→ Task to complete
Look for the word "ReviewStatus" in the entries and copy every line where it shows up.

-------- Data supplied

//! Grading form: one paired number/slider field per criterion, live
//! aggregates, a persisted draft, and sequential score submission.
//!
//! PERSISTENCE
//! ===========
//! Every score or comment change writes the whole draft to
//! `grading_state_<entityId>`. Building a form restores it. Submitting or
//! resetting removes it. Tabs are not coordinated; the last write wins.
//!
//! SUBMISSION ORDER
//! ================
//! All fields are validated first. Scores are then posted one criterion at a
//! time, the entity is moved to `ACCEPTED`, and only then is the draft
//! cleared. The first failing request stops the sequence and keeps the draft.

#[cfg(test)]
#[path = "grading_test.rs"]
mod grading_test;

use std::collections::BTreeMap;

use serde::{Deserialize, Serialize};

use crate::api::{GradingApi, Resource, ReviewApi};
use crate::error::{ApiError, ValidationError};
use crate::model::{ReviewStatus, deserialize_id};
use crate::store::{KeyValueStore, grading_draft_key, load_json, save_json};

/// One scoring criterion as served by `grading-types`.
#[derive(Clone, Debug, PartialEq, Serialize, Deserialize)]
pub struct Criterion {
    #[serde(deserialize_with = "deserialize_id")]
    pub id: String,
    pub criteria: String,
    #[serde(default)]
    pub description: Option<String>,
    pub min_score: f64,
    pub max_score: f64,
}

/// Body of one posted grading.
#[derive(Clone, Debug, PartialEq, Serialize)]
pub struct ScoreRecord {
    pub grading_type_id: String,
    pub score: f64,
    #[serde(skip_serializing_if = "Option::is_none")]
    pub comments: Option<String>,
}

/// Per-field indicator next to the input.
#[derive(Clone, Copy, Debug, PartialEq, Eq)]
pub enum Validity {
    Valid,
    Invalid,
    Empty,
}

/// Arrow-key step direction.
#[derive(Clone, Copy, Debug, PartialEq, Eq)]
pub enum StepDir {
    Up,
    Down,
}

/// Stored value of one field.
#[derive(Clone, Debug, Default, PartialEq, Serialize, Deserialize)]
#[serde(default)]
pub struct DraftEntry {
    pub score: Option<f64>,
    pub comment: String,
}

/// Persisted form state keyed by criterion id.
pub type GradingDraft = BTreeMap<String, DraftEntry>;

/// Render a score without a trailing `.0` for whole numbers.
pub fn format_score(value: f64) -> String {
    if value.fract() == 0.0 && value.abs() < 1e15 {
        format!("{value:.0}")
    } else {
        format!("{value}")
    }
}

/// Number input and slider for one criterion.
///
/// `raw` is what the number input shows. `value` is its parse, which may sit
/// outside the bounds until the field is committed.
#[derive(Clone, Debug, PartialEq)]
pub struct ScoreField {
    criterion: Criterion,
    raw: String,
    value: Option<f64>,
    comment: String,
    comment_open: bool,
}

impl ScoreField {
    pub fn new(criterion: Criterion) -> Self {
        Self { criterion, raw: String::new(), value: None, comment: String::new(), comment_open: false }
    }

    pub fn criterion(&self) -> &Criterion {
        &self.criterion
    }

    pub fn id(&self) -> &str {
        &self.criterion.id
    }

    pub fn raw(&self) -> &str {
        &self.raw
    }

    pub fn value(&self) -> Option<f64> {
        self.value
    }

    pub fn comment(&self) -> &str {
        &self.comment
    }

    pub fn comment_open(&self) -> bool {
        self.comment_open
    }

    pub fn toggle_comment(&mut self) {
        self.comment_open = !self.comment_open;
    }

    fn clamp(&self, value: f64) -> f64 {
        let (min, max) = (self.criterion.min_score, self.criterion.max_score);
        if max < min { min } else { value.clamp(min, max) }
    }

    fn store_value(&mut self, value: Option<f64>) {
        self.value = value;
        self.raw = value.map(format_score).unwrap_or_default();
    }

    /// Typed input. Kept as entered so an out-of-range value can be flagged.
    pub fn set_from_input(&mut self, raw: &str) {
        self.raw = raw.trim().to_owned();
        self.value = if self.raw.is_empty() { None } else { self.raw.parse::<f64>().ok().filter(|v| v.is_finite()) };
    }

    pub fn set_from_slider(&mut self, value: f64) {
        let clamped = self.clamp(value);
        self.store_value(Some(clamped));
    }

    /// Clamp the typed value into bounds, as on change/blur.
    pub fn commit(&mut self) {
        if let Some(value) = self.value {
            let clamped = self.clamp(value);
            self.store_value(Some(clamped));
        }
    }

    /// Arrow keys move by one within bounds. An empty field starts at the minimum.
    pub fn step(&mut self, dir: StepDir) {
        let next = match (self.value, dir) {
            (None, _) => self.criterion.min_score,
            (Some(v), StepDir::Up) => v + 1.0,
            (Some(v), StepDir::Down) => v - 1.0,
        };
        let clamped = self.clamp(next);
        self.store_value(Some(clamped));
    }

    pub fn set_comment(&mut self, text: &str) {
        self.comment = text.to_owned();
    }

    /// Position the slider shows: the clamped value, or the minimum when empty.
    pub fn slider_value(&self) -> f64 {
        self.value.map_or(self.criterion.min_score, |v| self.clamp(v))
    }

    /// Fill fraction in `[0, 1]`.
    pub fn progress(&self) -> f64 {
        let Some(value) = self.value else {
            return 0.0;
        };
        let (min, max) = (self.criterion.min_score, self.criterion.max_score);
        if max <= min {
            return 1.0;
        }
        ((value - min) / (max - min)).clamp(0.0, 1.0)
    }

    pub fn validity(&self) -> Validity {
        if self.raw.is_empty() {
            return Validity::Empty;
        }
        match self.value {
            Some(v) if v >= self.criterion.min_score && v <= self.criterion.max_score => Validity::Valid,
            _ => Validity::Invalid,
        }
    }

    fn draft_entry(&self) -> DraftEntry {
        DraftEntry { score: self.value, comment: self.comment.clone() }
    }

    fn restore(&mut self, entry: &DraftEntry) {
        self.store_value(entry.score.filter(|v| v.is_finite()));
        self.comment.clone_from(&entry.comment);
        self.comment_open = !self.comment.is_empty();
    }
}

/// Aggregates driving the progress bar and live region.
#[derive(Clone, Copy, Debug, Default, PartialEq)]
pub struct GradingStats {
    pub filled: usize,
    pub criteria: usize,
    pub total: f64,
    pub average: f64,
    pub fill_ratio: f64,
}

impl GradingStats {
    /// Screen-reader announcement.
    pub fn live_text(&self) -> String {
        if self.filled == 0 {
            return format!("0 of {} criteria scored.", self.criteria);
        }
        format!(
            "{} of {} criteria scored. Total {}, average {:.2}.",
            self.filled,
            self.criteria,
            format_score(self.total),
            self.average
        )
    }
}

/// Failures of [`GradingForm::submit`].
#[derive(Debug, Clone, PartialEq, thiserror::Error)]
pub enum GradingError {
    #[error(transparent)]
    Invalid(#[from] ValidationError),

    #[error(transparent)]
    Api(#[from] ApiError),
}

/// Grading modal state for one entity.
#[derive(Clone, Debug, PartialEq)]
pub struct GradingForm {
    resource: Resource,
    entity_id: String,
    fields: Vec<ScoreField>,
}

impl GradingForm {
    /// One field per criterion, restored from any stored draft.
    pub fn build<S>(resource: Resource, entity_id: &str, criteria: Vec<Criterion>, store: &S) -> Self
    where
        S: KeyValueStore + ?Sized,
    {
        let draft: GradingDraft = load_json(store, &grading_draft_key(entity_id)).unwrap_or_default();
        let fields = criteria
            .into_iter()
            .map(|criterion| {
                let mut field = ScoreField::new(criterion);
                if let Some(entry) = draft.get(field.id()) {
                    field.restore(entry);
                }
                field
            })
            .collect();
        Self { resource, entity_id: entity_id.to_owned(), fields }
    }

    pub fn resource(&self) -> Resource {
        self.resource
    }

    pub fn entity_id(&self) -> &str {
        &self.entity_id
    }

    pub fn fields(&self) -> &[ScoreField] {
        &self.fields
    }

    pub fn field(&self, criterion_id: &str) -> Option<&ScoreField> {
        self.fields.iter().find(|f| f.id() == criterion_id)
    }

    /// Apply `edit` to one field and persist the draft. Unknown ids are ignored.
    fn edit<S, F>(&mut self, store: &S, criterion_id: &str, edit: F)
    where
        S: KeyValueStore + ?Sized,
        F: FnOnce(&mut ScoreField),
    {
        let Some(field) = self.fields.iter_mut().find(|f| f.id() == criterion_id) else {
            return;
        };
        edit(field);
        self.persist(store);
    }

    pub fn set_input<S: KeyValueStore + ?Sized>(&mut self, store: &S, criterion_id: &str, raw: &str) {
        self.edit(store, criterion_id, |f| f.set_from_input(raw));
    }

    pub fn commit<S: KeyValueStore + ?Sized>(&mut self, store: &S, criterion_id: &str) {
        self.edit(store, criterion_id, ScoreField::commit);
    }

    pub fn set_slider<S: KeyValueStore + ?Sized>(&mut self, store: &S, criterion_id: &str, value: f64) {
        self.edit(store, criterion_id, |f| f.set_from_slider(value));
    }

    pub fn step<S: KeyValueStore + ?Sized>(&mut self, store: &S, criterion_id: &str, dir: StepDir) {
        self.edit(store, criterion_id, |f| f.step(dir));
    }

    pub fn set_comment<S: KeyValueStore + ?Sized>(&mut self, store: &S, criterion_id: &str, text: &str) {
        self.edit(store, criterion_id, |f| f.set_comment(text));
    }

    pub fn toggle_comment(&mut self, criterion_id: &str) {
        if let Some(field) = self.fields.iter_mut().find(|f| f.id() == criterion_id) {
            field.toggle_comment();
        }
    }

    fn persist<S: KeyValueStore + ?Sized>(&self, store: &S) {
        let draft: GradingDraft = self.fields.iter().map(|f| (f.id().to_owned(), f.draft_entry())).collect();
        save_json(store, &grading_draft_key(&self.entity_id), &draft);
    }

    pub fn aggregate(&self) -> GradingStats {
        let values: Vec<f64> = self.fields.iter().filter_map(ScoreField::value).collect();
        let filled = values.len();
        let criteria = self.fields.len();
        let total: f64 = values.iter().sum();
        #[allow(clippy::cast_precision_loss)]
        let (average, fill_ratio) = (
            if filled == 0 { 0.0 } else { total / filled as f64 },
            if criteria == 0 { 0.0 } else { filled as f64 / criteria as f64 },
        );
        GradingStats { filled, criteria, total, average, fill_ratio }
    }

    /// Every field must hold an in-range number.
    ///
    /// # Errors
    ///
    /// Returns [`ValidationError::ScoresOutOfRange`] naming the offending criterion ids.
    pub fn validate(&self) -> Result<Vec<ScoreRecord>, ValidationError> {
        let offending: Vec<String> =
            self.fields.iter().filter(|f| f.validity() != Validity::Valid).map(|f| f.id().to_owned()).collect();
        if !offending.is_empty() {
            return Err(ValidationError::ScoresOutOfRange { criteria: offending });
        }
        Ok(self
            .fields
            .iter()
            .filter_map(|f| {
                f.value().map(|score| ScoreRecord {
                    grading_type_id: f.id().to_owned(),
                    score,
                    comments: Some(f.comment().trim().to_owned()).filter(|c| !c.is_empty()),
                })
            })
            .collect())
    }

    /// Post every score, accept the entity, then drop the stored draft.
    ///
    /// # Errors
    ///
    /// Returns the validation failure before any request, or the first API
    /// failure. The draft survives either way.
    pub async fn submit<A, S>(&self, api: &A, store: &S) -> Result<usize, GradingError>
    where
        A: GradingApi + ReviewApi + ?Sized,
        S: KeyValueStore + ?Sized,
    {
        let records = self.validate()?;
        for record in &records {
            tracing::debug!(entity = %self.entity_id, criterion = %record.grading_type_id, "posting score");
            api.post_score(self.resource, &self.entity_id, record).await?;
        }
        api.update_status(self.resource, &self.entity_id, ReviewStatus::Accepted).await?;
        store.remove(&grading_draft_key(&self.entity_id));
        tracing::info!(entity = %self.entity_id, scores = records.len(), "grading submitted");
        Ok(records.len())
    }

    /// Clear every input and comment plus the stored draft. Server state is untouched.
    pub fn reset<S: KeyValueStore + ?Sized>(&mut self, store: &S) {
        for field in &mut self.fields {
            field.store_value(None);
            field.comment.clear();
            field.comment_open = false;
        }
        store.remove(&grading_draft_key(&self.entity_id));
    }
}

/// What a key press inside the modal should do.
#[derive(Clone, Copy, Debug, PartialEq, Eq)]
pub enum FocusAction {
    /// Move focus to the focusable element at this index.
    Focus(usize),
    Close,
    /// Let the browser handle the key.
    Pass,
}

/// Focus trap of a modal: `Closed -> open -> trapped -> close -> restore`.
#[derive(Clone, Debug, Default, PartialEq, Eq)]
pub struct ModalFocus {
    open: bool,
    restore_to: Option<String>,
    current: usize,
}

impl ModalFocus {
    pub fn is_open(&self) -> bool {
        self.open
    }

    /// Remember the element that had focus and put focus on the first control.
    pub fn open(&mut self, previously_focused: Option<String>) -> FocusAction {
        self.open = true;
        self.restore_to = previously_focused;
        self.current = 0;
        FocusAction::Focus(0)
    }

    /// Keyboard handling while open. `focusable` is the current control count.
    pub fn on_key(&mut self, key: &str, shift: bool, focusable: usize) -> FocusAction {
        if !self.open {
            return FocusAction::Pass;
        }
        match key {
            "Escape" => FocusAction::Close,
            "Tab" if focusable > 0 => {
                let current = self.current.min(focusable - 1);
                self.current = if shift { (current + focusable - 1) % focusable } else { (current + 1) % focusable };
                FocusAction::Focus(self.current)
            }
            _ => FocusAction::Pass,
        }
    }

    /// Track focus moved by mouse clicks inside the modal.
    pub fn focused(&mut self, index: usize) {
        self.current = index;
    }

    /// Close the trap and hand back the element id to refocus.
    pub fn close(&mut self) -> Option<String> {
        self.open = false;
        self.current = 0;
        self.restore_to.take()
    }
}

----------------

→ Response below
use crate::model::{ReviewStatus, deserialize_id};
        api.update_status(self.resource, &self.entity_id, ReviewStatus::Accepted).await?;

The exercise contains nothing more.